═════ Supplied data ═════

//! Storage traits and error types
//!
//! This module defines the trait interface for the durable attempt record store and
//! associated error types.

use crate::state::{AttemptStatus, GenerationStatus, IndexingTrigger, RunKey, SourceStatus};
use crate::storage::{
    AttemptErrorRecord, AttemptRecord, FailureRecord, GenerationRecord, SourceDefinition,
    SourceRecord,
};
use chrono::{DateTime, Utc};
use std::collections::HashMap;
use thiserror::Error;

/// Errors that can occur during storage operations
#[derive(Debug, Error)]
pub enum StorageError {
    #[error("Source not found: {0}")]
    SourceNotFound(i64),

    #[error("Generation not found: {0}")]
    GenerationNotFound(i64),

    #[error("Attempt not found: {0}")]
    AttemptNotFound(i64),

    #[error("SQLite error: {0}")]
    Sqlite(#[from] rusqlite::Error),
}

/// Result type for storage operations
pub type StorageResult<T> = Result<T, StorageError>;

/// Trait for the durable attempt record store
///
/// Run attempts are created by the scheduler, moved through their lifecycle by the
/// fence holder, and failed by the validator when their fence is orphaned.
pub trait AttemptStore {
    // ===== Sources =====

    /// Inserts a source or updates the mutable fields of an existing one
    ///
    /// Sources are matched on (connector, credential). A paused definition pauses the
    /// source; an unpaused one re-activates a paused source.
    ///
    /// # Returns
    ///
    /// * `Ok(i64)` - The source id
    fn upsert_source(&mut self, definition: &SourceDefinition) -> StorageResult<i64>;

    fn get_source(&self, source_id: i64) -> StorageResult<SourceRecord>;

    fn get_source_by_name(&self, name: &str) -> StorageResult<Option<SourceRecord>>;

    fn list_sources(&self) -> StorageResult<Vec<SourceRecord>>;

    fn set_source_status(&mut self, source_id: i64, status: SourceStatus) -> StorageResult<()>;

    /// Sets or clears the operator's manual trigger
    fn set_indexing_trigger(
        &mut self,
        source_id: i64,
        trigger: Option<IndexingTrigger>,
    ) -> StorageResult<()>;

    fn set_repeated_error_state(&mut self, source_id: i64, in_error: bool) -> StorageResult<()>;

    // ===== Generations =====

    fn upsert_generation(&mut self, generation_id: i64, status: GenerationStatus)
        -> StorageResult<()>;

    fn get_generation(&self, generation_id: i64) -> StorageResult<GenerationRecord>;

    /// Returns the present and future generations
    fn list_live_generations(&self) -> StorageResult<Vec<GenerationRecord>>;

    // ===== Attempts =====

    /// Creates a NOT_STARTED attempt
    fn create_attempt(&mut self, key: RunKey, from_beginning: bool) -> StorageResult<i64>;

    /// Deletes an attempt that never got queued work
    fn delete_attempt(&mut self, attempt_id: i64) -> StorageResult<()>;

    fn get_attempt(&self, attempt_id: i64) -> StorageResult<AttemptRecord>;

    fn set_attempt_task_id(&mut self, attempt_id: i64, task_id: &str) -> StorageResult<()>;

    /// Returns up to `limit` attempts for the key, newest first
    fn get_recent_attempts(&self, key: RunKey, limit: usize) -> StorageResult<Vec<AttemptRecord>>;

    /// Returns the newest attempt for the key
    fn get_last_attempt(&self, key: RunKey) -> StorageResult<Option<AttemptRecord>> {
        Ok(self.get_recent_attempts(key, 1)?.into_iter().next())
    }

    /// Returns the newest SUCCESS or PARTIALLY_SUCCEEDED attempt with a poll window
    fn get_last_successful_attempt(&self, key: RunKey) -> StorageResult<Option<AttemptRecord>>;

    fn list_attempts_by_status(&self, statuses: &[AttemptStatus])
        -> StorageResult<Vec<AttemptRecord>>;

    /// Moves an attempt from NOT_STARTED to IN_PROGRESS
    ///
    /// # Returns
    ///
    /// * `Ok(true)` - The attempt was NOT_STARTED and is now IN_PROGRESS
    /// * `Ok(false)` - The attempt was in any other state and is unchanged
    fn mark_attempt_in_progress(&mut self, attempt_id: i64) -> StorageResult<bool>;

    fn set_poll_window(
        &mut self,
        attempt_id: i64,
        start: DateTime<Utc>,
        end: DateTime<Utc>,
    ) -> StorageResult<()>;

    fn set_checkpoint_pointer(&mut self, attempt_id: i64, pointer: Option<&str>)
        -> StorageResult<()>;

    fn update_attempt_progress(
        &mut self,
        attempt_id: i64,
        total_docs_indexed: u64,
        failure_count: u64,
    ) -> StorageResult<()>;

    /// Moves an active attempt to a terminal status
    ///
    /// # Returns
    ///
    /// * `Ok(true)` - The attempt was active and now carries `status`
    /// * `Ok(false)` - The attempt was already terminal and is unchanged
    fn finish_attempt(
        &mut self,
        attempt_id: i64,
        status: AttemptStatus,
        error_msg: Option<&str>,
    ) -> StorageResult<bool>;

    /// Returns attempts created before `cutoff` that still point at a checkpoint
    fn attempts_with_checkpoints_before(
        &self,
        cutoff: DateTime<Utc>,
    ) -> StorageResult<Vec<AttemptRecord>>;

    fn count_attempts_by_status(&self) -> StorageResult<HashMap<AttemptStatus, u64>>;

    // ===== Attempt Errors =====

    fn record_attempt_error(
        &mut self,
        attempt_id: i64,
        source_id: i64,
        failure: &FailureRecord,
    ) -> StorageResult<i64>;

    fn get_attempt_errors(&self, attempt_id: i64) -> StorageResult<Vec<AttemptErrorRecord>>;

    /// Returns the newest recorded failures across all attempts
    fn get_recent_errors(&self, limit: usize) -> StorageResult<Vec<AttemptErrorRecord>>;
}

═════

**Action item**
All entries above should be duplicated exactly, none omitted.

**Written response**
//! Storage traits and error types
//!
//! This module defines the trait interface for the durable attempt record store and
//! associated error types.

use crate::state::{AttemptStatus, GenerationStatus, IndexingTrigger, RunKey, SourceStatus};
use crate::storage::{
    AttemptErrorRecord, AttemptRecord, FailureRecord, GenerationRecord, SourceDefinition,
    SourceRecord,
};
use chrono::{DateTime, Utc};
use std::collections::HashMap;
use thiserror::Error;

/// Errors that can occur during storage operations
#[derive(Debug, Error)]
pub enum StorageError {
    #[error("Source not found: {0}")]
    SourceNotFound(i64),

    #[error("Generation not found: {0}")]
    GenerationNotFound(i64),

    #[error("Attempt not found: {0}")]
    AttemptNotFound(i64),

    #[error("SQLite error: {0}")]
    Sqlite(#[from] rusqlite::Error),
}

/// Result type for storage operations
pub type StorageResult<T> = Result<T, StorageError>;

/// Trait for the durable attempt record store
///
/// Run attempts are created by the scheduler, moved through their lifecycle by the
/// fence holder, and failed by the validator when their fence is orphaned.
pub trait AttemptStore {
    // ===== Sources =====

    /// Inserts a source or updates the mutable fields of an existing one
    ///
    /// Sources are matched on (connector, credential). A paused definition pauses the
    /// source; an unpaused one re-activates a paused source.
    ///
    /// # Returns
    ///
    /// * `Ok(i64)` - The source id
    fn upsert_source(&mut self, definition: &SourceDefinition) -> StorageResult<i64>;

    fn get_source(&self, source_id: i64) -> StorageResult<SourceRecord>;

    fn get_source_by_name(&self, name: &str) -> StorageResult<Option<SourceRecord>>;

    fn list_sources(&self) -> StorageResult<Vec<SourceRecord>>;

    fn set_source_status(&mut self, source_id: i64, status: SourceStatus) -> StorageResult<()>;

    /// Sets or clears the operator's manual trigger
    fn set_indexing_trigger(
        &mut self,
        source_id: i64,
        trigger: Option<IndexingTrigger>,
    ) -> StorageResult<()>;

    fn set_repeated_error_state(&mut self, source_id: i64, in_error: bool) -> StorageResult<()>;

    // ===== Generations =====

    fn upsert_generation(&mut self, generation_id: i64, status: GenerationStatus)
        -> StorageResult<()>;

    fn get_generation(&self, generation_id: i64) -> StorageResult<GenerationRecord>;

    /// Returns the present and future generations
    fn list_live_generations(&self) -> StorageResult<Vec<GenerationRecord>>;

    // ===== Attempts =====

    /// Creates a NOT_STARTED attempt
    fn create_attempt(&mut self, key: RunKey, from_beginning: bool) -> StorageResult<i64>;

    /// Deletes an attempt that never got queued work
    fn delete_attempt(&mut self, attempt_id: i64) -> StorageResult<()>;

    fn get_attempt(&self, attempt_id: i64) -> StorageResult<AttemptRecord>;

    fn set_attempt_task_id(&mut self, attempt_id: i64, task_id: &str) -> StorageResult<()>;

    /// Returns up to `limit` attempts for the key, newest first
    fn get_recent_attempts(&self, key: RunKey, limit: usize) -> StorageResult<Vec<AttemptRecord>>;

    /// Returns the newest attempt for the key
    fn get_last_attempt(&self, key: RunKey) -> StorageResult<Option<AttemptRecord>> {
        Ok(self.get_recent_attempts(key, 1)?.into_iter().next())
    }

    /// Returns the newest SUCCESS or PARTIALLY_SUCCEEDED attempt with a poll window
    fn get_last_successful_attempt(&self, key: RunKey) -> StorageResult<Option<AttemptRecord>>;

    fn list_attempts_by_status(&self, statuses: &[AttemptStatus])
        -> StorageResult<Vec<AttemptRecord>>;

    /// Moves an attempt from NOT_STARTED to IN_PROGRESS
    ///
    /// # Returns
    ///
    /// * `Ok(true)` - The attempt was NOT_STARTED and is now IN_PROGRESS
    /// * `Ok(false)` - The attempt was in any other state and is unchanged
    fn mark_attempt_in_progress(&mut self, attempt_id: i64) -> StorageResult<bool>;

    fn set_poll_window(
        &mut self,
        attempt_id: i64,
        start: DateTime<Utc>,
        end: DateTime<Utc>,
    ) -> StorageResult<()>;

    fn set_checkpoint_pointer(&mut self, attempt_id: i64, pointer: Option<&str>)
        -> StorageResult<()>;

    fn update_attempt_progress(
        &mut self,
        attempt_id: i64,
        total_docs_indexed: u64,
        failure_count: u64,
    ) -> StorageResult<()>;

    /// Moves an active attempt to a terminal status
    ///
    /// # Returns
    ///
    /// * `Ok(true)` - The attempt was active and now carries `status`
    /// * `Ok(false)` - The attempt was already terminal and is unchanged
    fn finish_attempt(
        &mut self,
        attempt_id: i64,
        status: AttemptStatus,
        error_msg: Option<&str>,
    ) -> StorageResult<bool>;

    /// Returns attempts created before `cutoff` that still point at a checkpoint
    fn attempts_with_checkpoints_before(
        &self,
        cutoff: DateTime<Utc>,
    ) -> StorageResult<Vec<AttemptRecord>>;

    fn count_attempts_by_status(&self) -> StorageResult<HashMap<AttemptStatus, u64>>;

    // ===== Attempt Errors =====

    fn record_attempt_error(
        &mut self,
        attempt_id: i64,
        source_id: i64,
        failure: &FailureRecord,
    ) -> StorageResult<i64>;

    fn get_attempt_errors(&self, attempt_id: i64) -> StorageResult<Vec<AttemptErrorRecord>>;

    /// Returns the newest recorded failures across all attempts
    fn get_recent_errors(&self, limit: usize) -> StorageResult<Vec<AttemptErrorRecord>>;
}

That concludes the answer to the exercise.